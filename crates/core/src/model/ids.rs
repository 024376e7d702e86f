use serde::{Deserialize, Serialize};
use std::fmt;

/// Unique identifier for a persisted question row.
///
/// Identifiers belong to the storage layer; positions shown to the user
/// are always derived from the current set order, never from this id.
#[derive(Clone, Copy, PartialEq, Eq, Hash, PartialOrd, Ord, Serialize, Deserialize)]
pub struct QuestionId(u64);

impl QuestionId {
    /// Creates a new `QuestionId`
    #[must_use]
    pub fn new(id: u64) -> Self {
        Self(id)
    }

    /// Returns the underlying u64 value
    #[must_use]
    pub fn value(&self) -> u64 {
        self.0
    }
}

impl fmt::Debug for QuestionId {
    fn fmt(&self, f: &mut fmt::Formatter<'_>) -> fmt::Result {
        write!(f, "QuestionId({})", self.0)
    }
}

impl fmt::Display for QuestionId {
    fn fmt(&self, f: &mut fmt::Formatter<'_>) -> fmt::Result {
        write!(f, "{}", self.0)
    }
}
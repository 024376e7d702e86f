use std::sync::Arc;
use std::time::Duration;

use sqlx::{SqlitePool, sqlite::SqlitePoolOptions};
use thiserror::Error;

use crate::repository::Storage;

mod mapping;
mod migrate;
mod question_repo;

#[derive(Clone)]
pub struct SqliteRepository {
    pool: SqlitePool,
}

#[derive(Debug, Error)]
#[non_exhaustive]
pub enum SqliteInitError {
    #[error(transparent)]
    Sqlx(#[from] sqlx::Error),
}

impl SqliteRepository {
    /// Connect to `SQLite` using the given URL.
    ///
    /// # Errors
    ///
    /// Returns `SqliteInitError` if the connection cannot be established or
    /// if the per-connection pragmas fail during setup.
    pub async fn connect(database_url: &str) -> Result<Self, SqliteInitError> {
        let pool = SqlitePoolOptions::new()
            .max_connections(5)
            .acquire_timeout(Duration::from_secs(5))
            .after_connect(|conn, _meta| {
                Box::pin(async move {
                    sqlx::query("PRAGMA journal_mode = WAL;")
                        .execute(&mut *conn)
                        .await?;
                    sqlx::query("PRAGMA busy_timeout = 5000;")
                        .execute(&mut *conn)
                        .await?;
                    Ok(())
                })
            })
            .connect(database_url)
            .await?;
        Ok(Self { pool })
    }

    /// Create tables if they do not exist.
    ///
    /// # Errors
    ///
    /// Returns `SqliteInitError` if migration queries fail.
    pub async fn migrate(&self) -> Result<(), SqliteInitError> {
        migrate::run_migrations(&self.pool).await
    }
}

impl Storage {
    /// Build a `Storage` backed by `SQLite`.
    ///
    /// # Errors
    ///
    /// Returns `SqliteInitError` if connection or migrations cannot be
    /// completed.
    pub async fn sqlite(database_url: &str) -> Result<Self, SqliteInitError> {
        let repo = SqliteRepository::connect(database_url).await?;
        repo.migrate().await?;
        Ok(Self {
            questions: Arc::new(repo),
        })
    }
}

#[cfg(test)]
mod tests {
    use super::*;

    #[test]
    fn repository_is_send_sync() {
        fn assert_send_sync<T: Send + Sync>() {}
        assert_send_sync::<SqliteRepository>();
    }
}
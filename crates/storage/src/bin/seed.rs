use std::fmt;

use storage::repository::Storage;

const SAMPLE_QUESTIONS: &[(&str, &str)] = &[
    ("2+2?", "4"),
    ("Capital of France?", "Paris"),
    ("Chemical symbol for gold?", "Au"),
    ("How many continents are there?", "7"),
    ("Largest planet in the solar system?", "Jupiter"),
];

#[derive(Debug, Clone)]
struct Args {
    db_url: String,
    wipe: bool,
}

#[derive(Debug)]
enum ArgsError {
    MissingValue { flag: &'static str },
    UnknownArg(String),
    InvalidDbUrl { raw: String },
}

impl fmt::Display for ArgsError {
    fn fmt(&self, f: &mut fmt::Formatter<'_>) -> fmt::Result {
        match self {
            ArgsError::MissingValue { flag } => write!(f, "{flag} requires a value"),
            ArgsError::UnknownArg(arg) => write!(f, "unknown argument: {arg}"),
            ArgsError::InvalidDbUrl { raw } => write!(f, "invalid --db value: {raw}"),
        }
    }
}

impl std::error::Error for ArgsError {}

fn require_value(
    args: &mut impl Iterator<Item = String>,
    flag: &'static str,
) -> Result<String, ArgsError> {
    args.next().ok_or(ArgsError::MissingValue { flag })
}

impl Args {
    fn parse() -> Result<Self, ArgsError> {
        let mut db_url =
            std::env::var("QUIZ_DB_URL").unwrap_or_else(|_| "sqlite:quiz.sqlite3".into());
        let mut wipe = false;

        let mut args = std::env::args().skip(1);
        while let Some(arg) = args.next() {
            match arg.as_str() {
                "--db" => {
                    let value = require_value(&mut args, "--db")?;
                    if value.trim().is_empty() {
                        return Err(ArgsError::InvalidDbUrl { raw: value });
                    }
                    db_url = value;
                }
                "--wipe" => wipe = true,
                "--help" | "-h" => {
                    print_usage();
                    std::process::exit(0);
                }
                _ => return Err(ArgsError::UnknownArg(arg)),
            }
        }

        Ok(Self { db_url, wipe })
    }
}

fn print_usage() {
    eprintln!("Usage:");
    eprintln!("  cargo run -p storage --bin seed -- [--db <sqlite_url>] [--wipe]");
    eprintln!();
    eprintln!("Defaults:");
    eprintln!("  --db sqlite:quiz.sqlite3   (or QUIZ_DB_URL)");
}

fn prepare_sqlite_file(db_url: &str) -> Result<(), std::io::Error> {
    if db_url == "sqlite::memory:" {
        return Ok(());
    }

    let path = db_url
        .strip_prefix("sqlite://")
        .or_else(|| db_url.strip_prefix("sqlite:"))
        .unwrap_or(db_url);
    let path = path.split('?').next().unwrap_or(path);
    let path = std::path::Path::new(path);

    if !path.exists() {
        std::fs::OpenOptions::new()
            .create(true)
            .write(true)
            .truncate(false)
            .open(path)?;
    }
    Ok(())
}

async fn run() -> Result<(), Box<dyn std::error::Error>> {
    let args = Args::parse().map_err(|e| {
        eprintln!("{e}");
        print_usage();
        e
    })?;

    prepare_sqlite_file(&args.db_url)?;
    let storage = Storage::sqlite(&args.db_url).await?;

    if args.wipe {
        storage.questions.clear().await?;
    }

    for (text, answer) in SAMPLE_QUESTIONS {
        storage.questions.append(text, answer).await?;
    }

    let total = storage.questions.load_all().await?.len();
    println!(
        "seeded {} questions (bank now holds {total})",
        SAMPLE_QUESTIONS.len()
    );
    Ok(())
}

#[tokio::main]
async fn main() {
    if let Err(err) = run().await {
        eprintln!("{err}");
        std::process::exit(2);
    }
}
use async_trait::async_trait;
use quiz_core::model::{Question, QuestionError, QuestionId};
use std::sync::{Arc, Mutex};
use thiserror::Error;

/// Errors surfaced by storage adapters.
#[derive(Debug, Error)]
#[non_exhaustive]
pub enum StorageError {
    #[error("not found")]
    NotFound,

    #[error("connection error: {0}")]
    Connection(String),

    #[error("serialization error: {0}")]
    Serialization(String),
}

/// Persisted shape for a question row.
///
/// This mirrors the domain `Question` plus the storage identifier, so
/// repositories can serialize/deserialize without leaking storage concerns
/// into the domain layer. The identifier never drives display positions;
/// those are derived from load order.
#[derive(Debug, Clone)]
pub struct QuestionRecord {
    pub id: QuestionId,
    pub text: String,
    pub answer: String,
}

impl QuestionRecord {
    /// Convert the record back into a domain `Question`.
    ///
    /// # Errors
    ///
    /// Returns `QuestionError` if the persisted text or answer fails
    /// validation.
    pub fn into_question(self) -> Result<Question, QuestionError> {
        Question::new(self.text, self.answer)
    }
}

/// Repository contract for the question bank.
///
/// Positions are 1-based and refer to the current storage order, which is
/// ascending identifier order and therefore matches insertion order.
#[async_trait]
pub trait QuestionRepository: Send + Sync {
    /// Fetch every question in insertion order.
    ///
    /// # Errors
    ///
    /// Returns `StorageError` if the bank cannot be read.
    async fn load_all(&self) -> Result<Vec<QuestionRecord>, StorageError>;

    /// Persist a new question at the end of the bank.
    ///
    /// # Errors
    ///
    /// Returns `StorageError` if the question cannot be stored.
    async fn append(&self, text: &str, answer: &str) -> Result<QuestionId, StorageError>;

    /// Delete the question at the given 1-based position.
    ///
    /// # Errors
    ///
    /// Returns `StorageError::NotFound` if no row exists at that position,
    /// or other storage errors.
    async fn delete_at(&self, position: usize) -> Result<(), StorageError>;

    /// Delete every question.
    ///
    /// # Errors
    ///
    /// Returns `StorageError` if the bank cannot be cleared.
    async fn clear(&self) -> Result<(), StorageError>;
}

/// Simple in-memory repository implementation for testing and prototyping.
#[derive(Clone, Default)]
pub struct InMemoryRepository {
    inner: Arc<Mutex<InMemoryInner>>,
}

#[derive(Default)]
struct InMemoryInner {
    next_id: u64,
    rows: Vec<QuestionRecord>,
}

impl InMemoryRepository {
    #[must_use]
    pub fn new() -> Self {
        Self::default()
    }
}

#[async_trait]
impl QuestionRepository for InMemoryRepository {
    async fn load_all(&self) -> Result<Vec<QuestionRecord>, StorageError> {
        let guard = self
            .inner
            .lock()
            .map_err(|e| StorageError::Connection(e.to_string()))?;
        Ok(guard.rows.clone())
    }

    async fn append(&self, text: &str, answer: &str) -> Result<QuestionId, StorageError> {
        let mut guard = self
            .inner
            .lock()
            .map_err(|e| StorageError::Connection(e.to_string()))?;
        guard.next_id += 1;
        let id = QuestionId::new(guard.next_id);
        guard.rows.push(QuestionRecord {
            id,
            text: text.to_owned(),
            answer: answer.to_owned(),
        });
        Ok(id)
    }

    async fn delete_at(&self, position: usize) -> Result<(), StorageError> {
        let mut guard = self
            .inner
            .lock()
            .map_err(|e| StorageError::Connection(e.to_string()))?;
        if position < 1 || position > guard.rows.len() {
            return Err(StorageError::NotFound);
        }
        guard.rows.remove(position - 1);
        Ok(())
    }

    async fn clear(&self) -> Result<(), StorageError> {
        let mut guard = self
            .inner
            .lock()
            .map_err(|e| StorageError::Connection(e.to_string()))?;
        guard.rows.clear();
        // Fresh banks hand out identifiers from 1 again, like the SQLite
        // backend's sequence reset.
        guard.next_id = 0;
        Ok(())
    }
}

/// Aggregates the question repository behind a trait object for easy backend
/// swapping.
#[derive(Clone)]
pub struct Storage {
    pub questions: Arc<dyn QuestionRepository>,
}

impl Storage {
    #[must_use]
    pub fn in_memory() -> Self {
        Self {
            questions: Arc::new(InMemoryRepository::new()),
        }
    }
}
use quiz_core::model::QuestionId;
use sqlx::Row;

use super::SqliteRepository;
use super::mapping::{map_question_row, question_id_from_i64};
use crate::repository::{QuestionRecord, QuestionRepository, StorageError};

fn ser<E: core::fmt::Display>(e: E) -> StorageError {
    StorageError::Serialization(e.to_string())
}

#[async_trait::async_trait]
impl QuestionRepository for SqliteRepository {
    async fn load_all(&self) -> Result<Vec<QuestionRecord>, StorageError> {
        let rows = sqlx::query(
            r"
            SELECT id, question_text, answer_text
            FROM questions
            ORDER BY id ASC
            ",
        )
        .fetch_all(&self.pool)
        .await
        .map_err(|e| StorageError::Connection(e.to_string()))?;

        let mut records = Vec::with_capacity(rows.len());
        for row in rows {
            records.push(map_question_row(&row)?);
        }
        Ok(records)
    }

    async fn append(&self, text: &str, answer: &str) -> Result<QuestionId, StorageError> {
        let res = sqlx::query(
            r"
            INSERT INTO questions (question_text, answer_text)
            VALUES (?1, ?2)
            ",
        )
        .bind(text)
        .bind(answer)
        .execute(&self.pool)
        .await
        .map_err(|e| StorageError::Connection(e.to_string()))?;

        question_id_from_i64(res.last_insert_rowid())
    }

    async fn delete_at(&self, position: usize) -> Result<(), StorageError> {
        let offset = position.checked_sub(1).ok_or(StorageError::NotFound)?;
        let offset = i64::try_from(offset)
            .map_err(|_| StorageError::Serialization(format!("position overflow: {position}")))?;

        let mut tx = self
            .pool
            .begin()
            .await
            .map_err(|e| StorageError::Connection(e.to_string()))?;

        // Positions are not stored; the nth row in ascending id order is
        // the nth displayed question.
        let row = sqlx::query(
            r"
            SELECT id
            FROM questions
            ORDER BY id ASC
            LIMIT 1 OFFSET ?1
            ",
        )
        .bind(offset)
        .fetch_optional(&mut *tx)
        .await
        .map_err(|e| StorageError::Connection(e.to_string()))?;

        let Some(row) = row else {
            return Err(StorageError::NotFound);
        };
        let id: i64 = row.try_get("id").map_err(ser)?;

        sqlx::query("DELETE FROM questions WHERE id = ?1")
            .bind(id)
            .execute(&mut *tx)
            .await
            .map_err(|e| StorageError::Connection(e.to_string()))?;

        tx.commit()
            .await
            .map_err(|e| StorageError::Connection(e.to_string()))?;
        Ok(())
    }

    async fn clear(&self) -> Result<(), StorageError> {
        sqlx::query("DELETE FROM questions")
            .execute(&self.pool)
            .await
            .map_err(|e| StorageError::Connection(e.to_string()))?;
        log::info!("cleared the question bank");
        Ok(())
    }
}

## Work to be completed
The required answer is each line of the data in which the word "Returns" appears.

## Answer space
    /// Returns the underlying u64 value
    /// Returns `SqliteInitError` if the connection cannot be established or
    /// Returns `SqliteInitError` if migration queries fail.
    /// Returns `SqliteInitError` if connection or migrations cannot be
    /// Returns `QuestionError` if the persisted text or answer fails
    /// Returns `StorageError` if the bank cannot be read.
    /// Returns `StorageError` if the question cannot be stored.
    /// Returns `StorageError::NotFound` if no row exists at that position,
    /// Returns `StorageError` if the bank cannot be cleared.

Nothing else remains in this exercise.